Insurance


Insurance is one of those key financial products you are likely to use and need in your life. In the UK, the likelihood is that each adult will have at least one — if not several — insurance policies at any one time. Some insurance is compulsory in the UK (e.g. car insurance if you own a car), while other policies are an individual choice.

But what is insurance? Essentially it is a policy which will provide you with protection against a possible eventuality. When you take out insurance coverage with a company, you have made an arrangement whereby the company guarantees compensation for specified loss, damage, illness or death, in exchange for a regular payment from you.

The big question is: why do you need it? Or maybe more specifically: in what circumstances do you need it? Insurance is there to compensate you in the event of a loss so you are in the same (or at least similar) position financially as you were before an incident. It is there as a safeguard so that you are not negatively impacted by events such as a house fire, a burglary or a car accident.

It can feel that there are almost too many options when it comes to insurance, but don’t worry, MyWalletHero is here to guide you through what different types of insurance mean, how to choose policies that suit you and what happens if you need to make changes to your existing coverage.
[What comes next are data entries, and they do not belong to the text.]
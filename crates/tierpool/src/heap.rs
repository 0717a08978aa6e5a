//! General-purpose heap backend.
//!
//! The pool never calls the system allocator directly; it goes through a
//! [`SystemHeap`] so the tiny arena, heap-fallback blocks, purges and teardown
//! all share one backend, and tests can inject failures.

#![allow(unsafe_code)]

/// Backend that hands out and takes back raw memory.
///
/// Returned memory must be aligned to at least 16 bytes and be valid for reads
/// and writes of `bytes` bytes.
pub trait SystemHeap: Send + Sync {
    /// Allocate `bytes` bytes. Returns null on exhaustion.
    fn allocate(&self, bytes: usize) -> *mut u8;

    /// Return memory obtained from [`SystemHeap::allocate`].
    ///
    /// # Safety
    ///
    /// `ptr` must come from `allocate` on this same heap and must not have been
    /// released already. Null is accepted and ignored.
    unsafe fn release(&self, ptr: *mut u8);
}

/// `malloc`/`free` from the C library.
#[derive(Debug, Default, Clone, Copy, PartialEq, Eq)]
pub struct LibcHeap;

impl SystemHeap for LibcHeap {
    #[inline]
    fn allocate(&self, bytes: usize) -> *mut u8 {
        // malloc(0) may legally return null; never ask for zero bytes.
        // SAFETY: malloc has no preconditions.
        unsafe { libc::malloc(bytes.max(1)).cast() }
    }

    #[inline]
    unsafe fn release(&self, ptr: *mut u8) {
        // SAFETY: caller guarantees `ptr` came from malloc and is live.
        unsafe { libc::free(ptr.cast()) }
    }
}

impl<H: SystemHeap + ?Sized> SystemHeap for std::sync::Arc<H> {
    #[inline]
    fn allocate(&self, bytes: usize) -> *mut u8 {
        (**self).allocate(bytes)
    }

    #[inline]
    unsafe fn release(&self, ptr: *mut u8) {
        // SAFETY: forwarded contract.
        unsafe { (**self).release(ptr) }
    }
}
Whether you are after a core product such as car insurance, or looking at something more specific like wedding insurance, we have got you covered.

What different types are there?

You can pretty much find insurance for anything — Keith Richards of the Rolling Stones supposedly took a multi-million pound policy on his hands — but here we are going to cover those ‘mainstream’ products that you are most likely to need in your adult financial life.

Car Insurance

If you drive a car, then you need car insurance — it’s the law. Car insurance is there to cover your liability for bodily injury or third party property damage, and can also protect your own vehicle and self. Within car insurance itself there are different levels of coverage so let’s break it down:

  • Third party – This is the minimum level of coverage you are legally required to have. It covers other people, not you. If you were to injure someone or damage their property, they’re covered. But if your own car is damaged or stolen, you have to pay for the loss yourself.
  • Third party, fire and theft – Much the same as third party insurance, this kind of policy covers other people. The main difference is it does cover repairs or a replacement if your car is stolen or damaged by fire.
  • Comprehensive – This is the highest level of cover. On top of what is covered under third party, fire and theft, it covers you if you damage your own car, even if the accident was your fault.

Within comprehensive policies there are then different levels of coverage and service. For example, some will provide windscreen damage or the loss of theft of keys, while others won’t. However, we’ll cover this when we look at how best to compare insurance.

Home insurance

Next to car insurance, home insurance is one of the most popular insurance policies in the UK. Home insurance protects your property and belongings. Once again, there are different levels of coverage:

  • Buildings insurance – This insurance covers the cost of repairing damage to the structure of your property. Essentially, if needed your policy will compensate you for the cost of rebuilding your house from the ground up if something were to happen to it.
  • Contents insurance – This covers the cost of replacing your belongings in your home if they are damaged, destroyed or stolen.
  • Buildings and contents insurance – This is exactly what it says on the tin. It’s both buildings insurance and content insurance combined.

Travel insurance

Have you ever fallen ill while abroad? Or had something stolen? Then travel insurance would have had you covered. It protects you against any cost or losses if something should go wrong when you’re on holiday. It can cover possessions, medical treatment, holiday disruptions and legal costs.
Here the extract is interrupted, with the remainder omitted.